Step 2: Identify the Core Problem

For an SBCC intervention to be effective, it must address the core, underlying problem – not simply the outward effects of the problem. A root cause analysis will help you understand why there is a difference between where you want to go (shared vision) and what is happening now (current situation). Once you understand what is truly causing the problem, you can design a strategy to address that core problem.

FBP behavior results from a complex interaction of cultural, political, health systems, personal and managerial factors. You have already identified factors that influence your FBPs’ behavior. In this root cause analysis, you can explore how those factors interact and what is truly driving the problem. It is important to consider:

  • Larger social norms that impact FBPs’ values, attitudes and practices
  • Status indicators that influence how a FBP interacts with clients
  • Policies and regulations that determine what a FBP can and cannot do
  • The value the local community and health system places on FBPs

The following are the key steps to identifying the core problem:


1 Write down the problem you are addressing in the Root Cause Template.
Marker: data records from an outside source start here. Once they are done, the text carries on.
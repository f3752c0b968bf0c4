//! Detect/reset sequencing state machine.
//!
//! ```text
//! IDLE --detect rising--> DELAY_BEFORE_ASSERT (100 ms)
//!      --> RESET_ASSERTED (reset high) --> DELAY_BEFORE_INIT (100 ms)
//!      --> INIT_EXPANDER --> STABLE
//! any state --detect falling--> reset low, IDLE
//! ```
//!
//! The machine is driven by [`DetectResetSequencer::tick`] with the time
//! elapsed since the previous tick. In `IDLE` and `STABLE` the detect line is
//! sampled once per sample period; while a timed state is counting down it is
//! sampled on every tick, so a falling edge aborts the sequence at once
//! instead of after the delay.

use crate::data_types::{Edge, HotReset, PinState};

/// Hardware the sequencer acts on. Implemented by whoever owns the pins and the expander.
pub trait SequencerIo {
    /// Current detect level. Read failures should report `false`.
    fn read_detect(&mut self) -> bool;
    /// Drive the reset output.
    fn drive_reset(&mut self, high: bool);
    fn expander_initialized(&self) -> bool;
    /// Run expander initialization; returns whether it verified.
    fn init_expander(&mut self) -> bool;
}

#[cfg_attr(feature = "defmt", derive(defmt::Format))]
#[derive(Clone, Copy, Debug, Eq, PartialEq)]
pub struct SequencerTiming {
    pub sample_period_ms: u32,
    pub assert_delay_ms: u32,
    pub init_delay_ms: u32,
    pub hot_reset_low_ms: u32,
}

impl Default for SequencerTiming {
    fn default() -> Self {
        Self {
            sample_period_ms: 500,
            assert_delay_ms: 100,
            init_delay_ms: 100,
            hot_reset_low_ms: 500,
        }
    }
}

#[cfg_attr(feature = "defmt", derive(defmt::Format))]
#[derive(Clone, Copy, Debug, Default, Eq, PartialEq)]
pub enum SequencerState {
    /// Reset de-asserted, detect unknown or low.
    #[default]
    Idle,
    DelayBeforeAssert { remaining_ms: u32 },
    /// Reset has just been driven high.
    ResetAsserted,
    DelayBeforeInit { remaining_ms: u32 },
    InitExpander,
    Stable,
    /// Hot reset: reset held low before being re-asserted.
    HotResetLow { remaining_ms: u32 },
}

impl SequencerState {
    /// States that are counting down or about to act.
    pub fn is_sequencing(&self) -> bool {
        !matches!(self, SequencerState::Idle | SequencerState::Stable)
    }
}

#[derive(Debug)]
pub struct DetectResetSequencer {
    timing: SequencerTiming,
    state: SequencerState,
    detect: PinState,
    reset: Option<bool>,
    since_sample_ms: u32,
}

impl DetectResetSequencer {
    pub fn new(timing: SequencerTiming) -> Self {
        Self {
            timing,
            state: SequencerState::Idle,
            detect: PinState::default(),
            reset: None,
            // first tick samples immediately
            since_sample_ms: timing.sample_period_ms,
        }
    }

    pub fn state(&self) -> SequencerState {
        self.state
    }

    pub fn detect(&self) -> Option<bool> {
        self.detect.level
    }

    pub fn reset(&self) -> Option<bool> {
        self.reset
    }

    pub fn is_stable(&self) -> bool {
        self.state == SequencerState::Stable
    }

    /// Detect high, reset high and sequence finished.
    pub fn is_healthy(&self) -> bool {
        self.is_stable() && self.detect.is_high() && self.reset == Some(true)
    }

    /// Put the reset output in its known initial (low) level.
    pub fn begin<IO: SequencerIo>(&mut self, io: &mut IO) {
        self.drive_reset(io, false);
        self.state = SequencerState::Idle;
    }

    /// Advance by `elapsed_ms`. Returns true if detect, reset or the state changed.
    pub fn tick<IO: SequencerIo>(&mut self, io: &mut IO, elapsed_ms: u32) -> bool {
        let before = (self.state, self.detect.level, self.reset);
        self.since_sample_ms = self.since_sample_ms.saturating_add(elapsed_ms);

        let due = self.state.is_sequencing() || self.since_sample_ms >= self.timing.sample_period_ms;
        let mut elapsed = elapsed_ms;
        if due {
            self.since_sample_ms = 0;
            match self.detect.sample(io.read_detect()) {
                Edge::Falling => {
                    log::info!("[GPIO] detect falling edge: reset LOW");
                    self.drive_reset(io, false);
                    self.state = SequencerState::Idle;
                }
                Edge::Rising => {
                    log::info!("[GPIO] detect rising edge: starting reset sequence");
                    self.state = SequencerState::DelayBeforeAssert { remaining_ms: self.timing.assert_delay_ms };
                    // delay counts from this sample
                    elapsed = 0;
                }
                Edge::None => {}
            }
        }
        self.advance(io, elapsed);

        before != (self.state, self.detect.level, self.reset)
    }

    /// Manual hot reset. With detect high: reset low for the hot-reset time, then the normal
    /// assert + init-delay + init steps. With detect low: reset stays low and the request is refused.
    pub fn request_hot_reset<IO: SequencerIo>(&mut self, io: &mut IO) -> HotReset {
        let level = io.read_detect();
        self.detect.previous = self.detect.level;
        self.detect.level = Some(level);
        self.drive_reset(io, false);
        if level {
            log::info!("[GPIO] hot reset: reset LOW for {} ms", self.timing.hot_reset_low_ms);
            self.state = SequencerState::HotResetLow { remaining_ms: self.timing.hot_reset_low_ms };
            self.advance(io, 0);
            HotReset::Started
        } else {
            log::warn!("[GPIO] hot reset refused: detect is LOW");
            self.state = SequencerState::Idle;
            HotReset::Refused
        }
    }

    fn drive_reset<IO: SequencerIo>(&mut self, io: &mut IO, high: bool) {
        io.drive_reset(high);
        self.reset = Some(high);
    }

    /// Run timed transitions, carrying leftover time into the next state.
    fn advance<IO: SequencerIo>(&mut self, io: &mut IO, mut elapsed: u32) {
        loop {
            let current = self.state;
            self.state = match current {
                SequencerState::Idle | SequencerState::Stable => return,
                SequencerState::DelayBeforeAssert { remaining_ms } if remaining_ms > elapsed => {
                    self.state = SequencerState::DelayBeforeAssert { remaining_ms: remaining_ms - elapsed };
                    return;
                }
                SequencerState::HotResetLow { remaining_ms } if remaining_ms > elapsed => {
                    self.state = SequencerState::HotResetLow { remaining_ms: remaining_ms - elapsed };
                    return;
                }
                SequencerState::DelayBeforeAssert { remaining_ms } | SequencerState::HotResetLow { remaining_ms } => {
                    elapsed -= remaining_ms;
                    log::info!("[GPIO] reset HIGH");
                    self.drive_reset(io, true);
                    SequencerState::ResetAsserted
                }
                SequencerState::ResetAsserted => SequencerState::DelayBeforeInit {
                    remaining_ms: self.timing.init_delay_ms,
                },
                SequencerState::DelayBeforeInit { remaining_ms } if remaining_ms > elapsed => {
                    self.state = SequencerState::DelayBeforeInit { remaining_ms: remaining_ms - elapsed };
                    return;
                }
                SequencerState::DelayBeforeInit { remaining_ms } => {
                    elapsed -= remaining_ms;
                    SequencerState::InitExpander
                }
                SequencerState::InitExpander => {
                    if io.expander_initialized() {
                        log::debug!("[I2C] expander already initialized");
                    } else if !io.init_expander() {
                        log::warn!("[I2C] expander init failed; outputs stay disabled");
                    }
                    SequencerState::Stable
                }
            };
        }
    }
}

#[cfg(test)]
mod tests {
    use super::*;

    #[derive(Default)]
    struct Bench {
        detect: bool,
        reset: bool,
        initialized: bool,
        init_calls: u32,
    }

    impl SequencerIo for Bench {
        fn read_detect(&mut self) -> bool {
            self.detect
        }
        fn drive_reset(&mut self, high: bool) {
            self.reset = high;
        }
        fn expander_initialized(&self) -> bool {
            self.initialized
        }
        fn init_expander(&mut self) -> bool {
            self.init_calls += 1;
            self.initialized = true;
            true
        }
    }

    /// Baseline low on the first tick, then detect goes high and the next sample sees the edge.
    fn plug(seq: &mut DetectResetSequencer, bench: &mut Bench) {
        seq.begin(bench);
        seq.tick(bench, 0);
        bench.detect = true;
        seq.tick(bench, seq.timing.sample_period_ms);
    }

    #[test]
    fn zero_delays_complete_on_the_edge_tick() {
        let timing = SequencerTiming {
            assert_delay_ms: 0,
            init_delay_ms: 0,
            ..SequencerTiming::default()
        };
        let mut seq = DetectResetSequencer::new(timing);
        let mut bench = Bench::default();
        plug(&mut seq, &mut bench);
        assert!(seq.is_healthy());
        assert_eq!(bench.init_calls, 1);
    }

    #[test]
    fn already_initialized_expander_is_not_reinitialized() {
        let mut seq = DetectResetSequencer::new(SequencerTiming::default());
        let mut bench = Bench { initialized: true, ..Bench::default() };
        plug(&mut seq, &mut bench);
        for _ in 0..5 {
            seq.tick(&mut bench, 50);
        }
        assert!(seq.is_stable());
        assert_eq!(bench.init_calls, 0);
    }
}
For example, FBPs will not provide contraceptives to youth, or nurses are yelling at laboring mothers.
2 Start by identifying the direct causes of the problem (those things that cause or contribute to the problem). By identifying the direct causes you will begin to understand “why” we have this health problem. For example, if the problem is that FBPs are not providing contraceptives to youth, ask, “Why aren’t FBPs providing contraceptives to youth?” Write your responses on either side of the problem in the template.
3 After you determine the direct causes, brainstorm the indirect causes by asking “why do we have these direct causes?” Record the answers in the “indirect causes” of the activity template.
4 Root or underlying causes are seldom found in the most obvious causes. It is important to dig deeper and continue to ask “why?” until nearly all responses have been exhausted or roots that seem important to address are reached. If there are underlying causes that impact the health problem, you may need to address those before you can address the direct causes. For example, consider power dynamics in the community and health system, perceptions of FBPs, gender norms that govern interactions or cultural taboos. List those underlying causes in the space provided.
5 Once you have identified the underlying causes, determine the effects of the problem. These may include issues such as high rates of mother and child mortality, loss of manpower hours or other effects. List these at the top of the chart.
6 Take a look at the underlying causes you have identified and ensure they can be addressed through SBCC efforts. If you have more than one underlying cause that can be addressed through SBCC, decide which to address first by ranking them in order of importance.

Root Cause Analysis Pyramid Template [ Download Template]



Adapted from C-Change’s Problem Tree figure in C-Module 1, Session 2


Record your prioritized core problem in the Step 2 section of the SBCC Strategy Template.